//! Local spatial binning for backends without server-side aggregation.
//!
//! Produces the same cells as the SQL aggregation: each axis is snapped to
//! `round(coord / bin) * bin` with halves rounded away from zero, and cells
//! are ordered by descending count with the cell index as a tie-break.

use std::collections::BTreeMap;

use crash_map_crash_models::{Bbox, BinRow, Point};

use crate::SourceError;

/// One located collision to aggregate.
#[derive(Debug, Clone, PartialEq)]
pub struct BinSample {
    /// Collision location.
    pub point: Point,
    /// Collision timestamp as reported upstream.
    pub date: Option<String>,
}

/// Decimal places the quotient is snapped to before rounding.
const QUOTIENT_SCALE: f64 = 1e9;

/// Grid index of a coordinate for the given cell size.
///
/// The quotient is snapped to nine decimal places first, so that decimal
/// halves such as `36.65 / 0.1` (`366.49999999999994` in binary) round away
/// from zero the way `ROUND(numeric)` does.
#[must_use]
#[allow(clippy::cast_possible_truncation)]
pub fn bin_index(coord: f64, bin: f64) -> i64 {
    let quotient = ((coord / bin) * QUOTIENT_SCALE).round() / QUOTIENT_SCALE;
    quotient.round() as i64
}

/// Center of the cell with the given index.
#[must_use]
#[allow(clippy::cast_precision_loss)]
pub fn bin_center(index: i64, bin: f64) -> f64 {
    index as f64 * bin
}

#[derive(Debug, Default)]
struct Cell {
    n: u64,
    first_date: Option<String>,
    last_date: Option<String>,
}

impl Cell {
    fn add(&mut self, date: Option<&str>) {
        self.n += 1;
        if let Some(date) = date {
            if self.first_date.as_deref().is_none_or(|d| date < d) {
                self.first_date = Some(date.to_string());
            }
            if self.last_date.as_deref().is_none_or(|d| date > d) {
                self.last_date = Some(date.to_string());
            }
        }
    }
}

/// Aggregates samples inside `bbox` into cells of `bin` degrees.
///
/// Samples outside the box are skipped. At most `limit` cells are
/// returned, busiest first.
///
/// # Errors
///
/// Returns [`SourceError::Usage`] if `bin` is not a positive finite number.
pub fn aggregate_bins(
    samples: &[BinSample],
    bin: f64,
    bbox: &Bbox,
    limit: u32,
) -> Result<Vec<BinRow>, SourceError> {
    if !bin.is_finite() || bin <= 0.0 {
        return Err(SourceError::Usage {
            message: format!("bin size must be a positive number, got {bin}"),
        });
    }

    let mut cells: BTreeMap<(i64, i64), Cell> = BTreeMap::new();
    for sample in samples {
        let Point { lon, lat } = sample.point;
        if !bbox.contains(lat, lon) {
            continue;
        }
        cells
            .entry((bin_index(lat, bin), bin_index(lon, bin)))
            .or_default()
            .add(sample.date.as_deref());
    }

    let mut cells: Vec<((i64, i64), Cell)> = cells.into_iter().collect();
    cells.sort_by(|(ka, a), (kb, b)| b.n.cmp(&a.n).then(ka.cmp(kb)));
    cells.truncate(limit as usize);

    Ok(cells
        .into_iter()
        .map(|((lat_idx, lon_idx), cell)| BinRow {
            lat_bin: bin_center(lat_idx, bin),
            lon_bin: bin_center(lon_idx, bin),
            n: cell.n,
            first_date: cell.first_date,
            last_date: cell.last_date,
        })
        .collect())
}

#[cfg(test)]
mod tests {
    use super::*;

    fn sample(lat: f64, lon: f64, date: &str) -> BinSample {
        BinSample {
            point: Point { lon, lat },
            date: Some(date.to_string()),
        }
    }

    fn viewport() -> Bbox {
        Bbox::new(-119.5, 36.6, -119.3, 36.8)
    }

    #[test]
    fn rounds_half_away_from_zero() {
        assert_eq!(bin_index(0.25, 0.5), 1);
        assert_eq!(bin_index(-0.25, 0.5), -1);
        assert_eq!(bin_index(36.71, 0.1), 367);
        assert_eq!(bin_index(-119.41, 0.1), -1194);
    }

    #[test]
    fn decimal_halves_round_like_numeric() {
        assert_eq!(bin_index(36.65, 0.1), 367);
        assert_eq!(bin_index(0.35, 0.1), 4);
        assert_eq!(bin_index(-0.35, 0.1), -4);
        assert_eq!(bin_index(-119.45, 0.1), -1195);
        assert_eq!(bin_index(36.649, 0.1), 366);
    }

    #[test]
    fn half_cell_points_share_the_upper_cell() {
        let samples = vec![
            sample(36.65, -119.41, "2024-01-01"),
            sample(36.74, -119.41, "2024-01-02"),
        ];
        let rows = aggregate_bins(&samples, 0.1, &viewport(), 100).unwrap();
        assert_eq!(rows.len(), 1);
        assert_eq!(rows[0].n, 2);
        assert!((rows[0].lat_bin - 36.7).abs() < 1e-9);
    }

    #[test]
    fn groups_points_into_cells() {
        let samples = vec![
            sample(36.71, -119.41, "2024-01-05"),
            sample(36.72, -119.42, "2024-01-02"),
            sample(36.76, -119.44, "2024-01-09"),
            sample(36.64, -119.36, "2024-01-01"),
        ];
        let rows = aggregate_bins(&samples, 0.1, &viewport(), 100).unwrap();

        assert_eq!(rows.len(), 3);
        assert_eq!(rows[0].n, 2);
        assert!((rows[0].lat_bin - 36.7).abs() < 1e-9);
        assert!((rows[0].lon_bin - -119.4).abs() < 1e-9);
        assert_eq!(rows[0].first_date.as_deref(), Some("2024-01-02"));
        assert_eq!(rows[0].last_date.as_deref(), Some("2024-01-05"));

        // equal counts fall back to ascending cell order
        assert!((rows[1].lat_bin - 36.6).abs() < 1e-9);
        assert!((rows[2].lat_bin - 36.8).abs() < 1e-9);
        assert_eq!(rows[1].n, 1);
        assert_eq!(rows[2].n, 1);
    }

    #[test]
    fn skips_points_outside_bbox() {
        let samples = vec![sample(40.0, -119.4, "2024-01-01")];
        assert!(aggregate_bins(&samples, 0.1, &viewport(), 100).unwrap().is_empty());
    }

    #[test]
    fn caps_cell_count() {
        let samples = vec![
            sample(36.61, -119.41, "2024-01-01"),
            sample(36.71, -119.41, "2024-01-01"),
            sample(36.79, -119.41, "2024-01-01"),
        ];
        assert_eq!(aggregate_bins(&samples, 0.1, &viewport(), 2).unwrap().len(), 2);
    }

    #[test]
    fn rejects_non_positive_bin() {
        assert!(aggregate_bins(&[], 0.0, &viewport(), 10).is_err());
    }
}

————————

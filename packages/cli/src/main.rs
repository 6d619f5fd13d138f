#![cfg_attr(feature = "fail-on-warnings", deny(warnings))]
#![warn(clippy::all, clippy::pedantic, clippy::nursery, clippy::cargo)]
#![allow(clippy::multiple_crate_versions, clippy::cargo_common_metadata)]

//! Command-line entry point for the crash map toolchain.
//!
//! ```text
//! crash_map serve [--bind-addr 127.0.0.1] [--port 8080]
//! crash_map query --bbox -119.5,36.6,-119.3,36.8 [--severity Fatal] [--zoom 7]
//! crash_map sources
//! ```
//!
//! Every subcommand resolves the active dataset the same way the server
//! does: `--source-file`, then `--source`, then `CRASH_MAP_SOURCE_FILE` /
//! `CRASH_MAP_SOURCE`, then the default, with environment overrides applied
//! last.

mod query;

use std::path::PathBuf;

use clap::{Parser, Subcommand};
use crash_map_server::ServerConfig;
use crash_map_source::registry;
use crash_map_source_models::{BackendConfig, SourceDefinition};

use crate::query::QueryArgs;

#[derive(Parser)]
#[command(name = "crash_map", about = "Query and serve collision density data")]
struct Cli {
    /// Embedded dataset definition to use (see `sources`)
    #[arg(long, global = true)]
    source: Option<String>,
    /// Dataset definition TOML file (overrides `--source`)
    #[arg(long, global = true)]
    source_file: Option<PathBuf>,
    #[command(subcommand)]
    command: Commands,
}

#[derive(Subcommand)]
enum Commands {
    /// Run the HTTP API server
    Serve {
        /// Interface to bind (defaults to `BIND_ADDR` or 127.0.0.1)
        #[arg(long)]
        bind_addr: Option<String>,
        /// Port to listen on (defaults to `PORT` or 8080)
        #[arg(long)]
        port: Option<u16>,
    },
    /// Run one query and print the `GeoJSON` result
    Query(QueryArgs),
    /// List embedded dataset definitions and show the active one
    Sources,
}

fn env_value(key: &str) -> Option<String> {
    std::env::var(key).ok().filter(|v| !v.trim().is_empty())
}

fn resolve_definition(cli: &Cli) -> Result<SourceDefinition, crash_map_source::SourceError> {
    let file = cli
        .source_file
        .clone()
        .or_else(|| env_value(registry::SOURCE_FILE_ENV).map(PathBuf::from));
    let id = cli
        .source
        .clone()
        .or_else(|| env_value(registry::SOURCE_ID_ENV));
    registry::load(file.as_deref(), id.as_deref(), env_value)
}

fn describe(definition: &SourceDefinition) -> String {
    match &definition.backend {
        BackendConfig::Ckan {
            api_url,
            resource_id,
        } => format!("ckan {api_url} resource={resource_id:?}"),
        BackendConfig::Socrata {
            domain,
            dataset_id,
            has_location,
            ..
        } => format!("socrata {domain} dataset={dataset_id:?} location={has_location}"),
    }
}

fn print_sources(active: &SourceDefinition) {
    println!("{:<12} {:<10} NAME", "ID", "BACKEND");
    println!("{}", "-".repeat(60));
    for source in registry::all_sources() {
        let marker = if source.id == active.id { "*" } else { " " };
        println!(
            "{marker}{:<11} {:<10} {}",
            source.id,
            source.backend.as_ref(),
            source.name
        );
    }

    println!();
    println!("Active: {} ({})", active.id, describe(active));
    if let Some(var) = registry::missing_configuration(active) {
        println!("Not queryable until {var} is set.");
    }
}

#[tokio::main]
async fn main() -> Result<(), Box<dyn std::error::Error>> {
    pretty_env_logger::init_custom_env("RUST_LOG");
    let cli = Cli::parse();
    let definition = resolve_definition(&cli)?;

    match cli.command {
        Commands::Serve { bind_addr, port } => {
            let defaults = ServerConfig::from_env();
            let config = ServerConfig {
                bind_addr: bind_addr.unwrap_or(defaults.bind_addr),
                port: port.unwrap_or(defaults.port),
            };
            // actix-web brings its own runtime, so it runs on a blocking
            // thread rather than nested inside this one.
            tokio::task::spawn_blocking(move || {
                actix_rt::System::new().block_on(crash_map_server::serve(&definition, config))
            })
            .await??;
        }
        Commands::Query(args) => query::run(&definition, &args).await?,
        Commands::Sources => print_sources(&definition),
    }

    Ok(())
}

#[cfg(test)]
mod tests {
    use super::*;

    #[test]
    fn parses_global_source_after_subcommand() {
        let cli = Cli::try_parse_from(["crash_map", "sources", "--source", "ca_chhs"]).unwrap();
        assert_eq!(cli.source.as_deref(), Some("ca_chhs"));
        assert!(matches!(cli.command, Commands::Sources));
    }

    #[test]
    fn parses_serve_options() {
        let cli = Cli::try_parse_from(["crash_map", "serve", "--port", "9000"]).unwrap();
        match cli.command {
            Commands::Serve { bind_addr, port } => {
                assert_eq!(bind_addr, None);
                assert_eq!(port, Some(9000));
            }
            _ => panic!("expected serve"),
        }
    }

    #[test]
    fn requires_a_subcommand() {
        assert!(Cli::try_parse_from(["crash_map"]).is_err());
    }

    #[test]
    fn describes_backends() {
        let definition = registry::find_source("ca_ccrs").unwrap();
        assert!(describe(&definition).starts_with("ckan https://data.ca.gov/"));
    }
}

————————

Task to complete → What you return must be the lines above that run from the line with "without server-side aggregation." to the line with "#[allow(clippy::cast_possible_truncation)]", inclusive, each copied exactly.

Response to the exercise →
//! Local spatial binning for backends without server-side aggregation.
//!
//! Produces the same cells as the SQL aggregation: each axis is snapped to
//! `round(coord / bin) * bin` with halves rounded away from zero, and cells
//! are ordered by descending count with the cell index as a tie-break.

use std::collections::BTreeMap;

use crash_map_crash_models::{Bbox, BinRow, Point};

use crate::SourceError;

/// One located collision to aggregate.
#[derive(Debug, Clone, PartialEq)]
pub struct BinSample {
    /// Collision location.
    pub point: Point,
    /// Collision timestamp as reported upstream.
    pub date: Option<String>,
}

/// Decimal places the quotient is snapped to before rounding.
const QUOTIENT_SCALE: f64 = 1e9;

/// Grid index of a coordinate for the given cell size.
///
/// The quotient is snapped to nine decimal places first, so that decimal
/// halves such as `36.65 / 0.1` (`366.49999999999994` in binary) round away
/// from zero the way `ROUND(numeric)` does.
#[must_use]
#[allow(clippy::cast_possible_truncation)]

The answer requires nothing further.